[Dataset entries]
// SPDX-License-Identifier: AGPL-3.0-or-later
//
// Copyright (C) 2025 Daniel Negri
//
// This program is free software: you can redistribute it and/or modify
// it under the terms of the GNU Affero General Public License as published by
// the Free Software Foundation, either version 3 of the License, or
// (at your option) any later version.
//
// This program is distributed in the hope that it will be useful,
// but WITHOUT ANY WARRANTY; without even the implied warranty of
// MERCHANTABILITY or FITNESS FOR A PARTICULAR PURPOSE. See the
// GNU Affero General Public License for more details.
//
// You should have received a copy of the GNU Affero General Public License
// along with this program. If not, see <https://www.gnu.org/licenses/>.

//! Per-key inventory shard.
//!
//! An [`Inventory`] owns the capacity ledger and both queues of one
//! (train, class, date, quota) key behind a single mutex. Every admission and
//! cancellation for the key runs as one critical section on that mutex; keys never
//! share a lock.

use crate::ReservationError;
use crate::base::InventoryKey;
use crate::capacity::{CapacityConfig, CapacityLedger, CapacitySnapshot};
use crate::config::LockPolicy;
use crate::queue::{AllocationQueue, QueueEntry};
use crate::status::QueueKind;
use parking_lot::{Mutex, MutexGuard};
use serde::Serialize;
use std::thread;
use tracing::{debug, error, warn};

/// Allocation state of one key: counters plus the RAC and waitlist queues.
#[derive(Debug, Clone)]
pub struct InventoryState {
    pub capacity: CapacityLedger,
    pub rac: AllocationQueue,
    pub waitlist: AllocationQueue,
}

impl InventoryState {
    pub fn new(config: CapacityConfig) -> Self {
        Self {
            capacity: CapacityLedger::new(config),
            rac: AllocationQueue::new(QueueKind::Rac, config.rac_limit),
            waitlist: AllocationQueue::new(QueueKind::Waitlist, config.waitlist_cap),
        }
    }

    pub fn queue(&self, kind: QueueKind) -> &AllocationQueue {
        match kind {
            QueueKind::Rac => &self.rac,
            QueueKind::Waitlist => &self.waitlist,
        }
    }

    /// Checks the cross-component invariants of a key.
    ///
    /// Besides per-component bounds, freed capacity must never sit idle while someone
    /// is queued for it: a free seat implies empty queues, and RAC headroom implies an
    /// empty waitlist.
    pub fn check_invariants(&self) -> Result<(), ReservationError> {
        self.capacity.check_invariants()?;
        self.rac.check_ordinals()?;
        self.waitlist.check_ordinals()?;

        if self.rac.len() as u32 != self.capacity.rac_count() {
            return Err(ReservationError::consistency(format!(
                "RAC queue length {} differs from rac_count {}",
                self.rac.len(),
                self.capacity.rac_count()
            )));
        }
        if self.capacity.available_seats() > 0 && !(self.rac.is_empty() && self.waitlist.is_empty())
        {
            return Err(ReservationError::consistency(
                "free confirmed seat while passengers are queued",
            ));
        }
        if self.capacity.rac_count() < self.capacity.config().rac_limit && !self.waitlist.is_empty()
        {
            return Err(ReservationError::consistency(
                "free RAC slot while passengers are waitlisted",
            ));
        }
        Ok(())
    }
}

/// Serializable point-in-time view of an inventory.
#[derive(Debug, Clone, Serialize)]
pub struct InventorySnapshot {
    pub key: InventoryKey,
    pub capacity: CapacitySnapshot,
    pub rac: Vec<QueueEntry>,
    pub waitlist: Vec<QueueEntry>,
}

#[derive(Debug)]
pub struct Inventory {
    key: InventoryKey,
    inner: Mutex<InventoryState>,
}

impl Inventory {
    pub fn new(key: InventoryKey, config: CapacityConfig) -> Self {
        Self {
            key,
            inner: Mutex::new(InventoryState::new(config)),
        }
    }

    /// Acquires the inventory lock with a bounded wait.
    ///
    /// # Errors
    ///
    /// Returns [`ReservationError::TransientBusy`] once every attempt allowed by the
    /// policy has timed out.
    pub fn lock(
        &self,
        policy: &LockPolicy,
    ) -> Result<MutexGuard<'_, InventoryState>, ReservationError> {
        let attempts = policy.max_attempts.max(1);
        for attempt in 1..=attempts {
            if let Some(guard) = self.inner.try_lock_for(policy.wait()) {
                return Ok(guard);
            }
            if attempt < attempts {
                debug!(key = %self.key, attempt, "inventory lock contended, backing off");
                thread::sleep(policy.backoff(attempt));
            }
        }
        warn!(key = %self.key, attempts, "inventory lock unavailable");
        Err(ReservationError::TransientBusy)
    }

    /// Runs one all-or-nothing critical section.
    ///
    /// `mutate` changes the allocation state and returns a plan; the state is then
    /// checked against its invariants and `commit` writes the plan elsewhere (the
    /// booking ledger) while the lock is still held. If any step fails, the state is
    /// restored to what it was before `mutate` ran.
    pub fn transact<P, T>(
        &self,
        policy: &LockPolicy,
        mutate: impl FnOnce(&mut InventoryState) -> Result<P, ReservationError>,
        commit: impl FnOnce(P) -> Result<T, ReservationError>,
    ) -> Result<T, ReservationError> {
        let mut guard = self.lock(policy)?;
        let before = guard.clone();

        let result = mutate(&mut *guard)
            .and_then(|plan| guard.check_invariants().map(|()| plan))
            .and_then(commit);

        if let Err(e) = &result {
            *guard = before;
            if let ReservationError::InternalConsistency(msg) = e {
                error!(key = %self.key, %msg, "allocation rolled back");
            }
        }
        result
    }

    /// Reads the state under the lock without mutating it.
    pub fn read<T>(
        &self,
        policy: &LockPolicy,
        f: impl FnOnce(&InventoryState) -> T,
    ) -> Result<T, ReservationError> {
        let guard = self.lock(policy)?;
        Ok(f(&guard))
    }

    pub fn snapshot(&self, policy: &LockPolicy) -> Result<InventorySnapshot, ReservationError> {
        self.read(policy, |state| InventorySnapshot {
            key: self.key,
            capacity: state.capacity.snapshot(),
            rac: state.rac.entries().cloned().collect(),
            waitlist: state.waitlist.entries().cloned().collect(),
        })
    }
}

WHAT THE TASK ASKS -> Using the data above, print exactly the lines from the line that contains "not, see <https://www.gnu.org/licenses/>." through the line that contains "pub fn check_invariants(&self)", with both included.

EXERCISE RESULT ->
// along with this program. If not, see <https://www.gnu.org/licenses/>.

//! Per-key inventory shard.
//!
//! An [`Inventory`] owns the capacity ledger and both queues of one
//! (train, class, date, quota) key behind a single mutex. Every admission and
//! cancellation for the key runs as one critical section on that mutex; keys never
//! share a lock.

use crate::ReservationError;
use crate::base::InventoryKey;
use crate::capacity::{CapacityConfig, CapacityLedger, CapacitySnapshot};
use crate::config::LockPolicy;
use crate::queue::{AllocationQueue, QueueEntry};
use crate::status::QueueKind;
use parking_lot::{Mutex, MutexGuard};
use serde::Serialize;
use std::thread;
use tracing::{debug, error, warn};

/// Allocation state of one key: counters plus the RAC and waitlist queues.
#[derive(Debug, Clone)]
pub struct InventoryState {
    pub capacity: CapacityLedger,
    pub rac: AllocationQueue,
    pub waitlist: AllocationQueue,
}

impl InventoryState {
    pub fn new(config: CapacityConfig) -> Self {
        Self {
            capacity: CapacityLedger::new(config),
            rac: AllocationQueue::new(QueueKind::Rac, config.rac_limit),
            waitlist: AllocationQueue::new(QueueKind::Waitlist, config.waitlist_cap),
        }
    }

    pub fn queue(&self, kind: QueueKind) -> &AllocationQueue {
        match kind {
            QueueKind::Rac => &self.rac,
            QueueKind::Waitlist => &self.waitlist,
        }
    }

    /// Checks the cross-component invariants of a key.
    ///
    /// Besides per-component bounds, freed capacity must never sit idle while someone
    /// is queued for it: a free seat implies empty queues, and RAC headroom implies an
    /// empty waitlist.
    pub fn check_invariants(&self) -> Result<(), ReservationError> {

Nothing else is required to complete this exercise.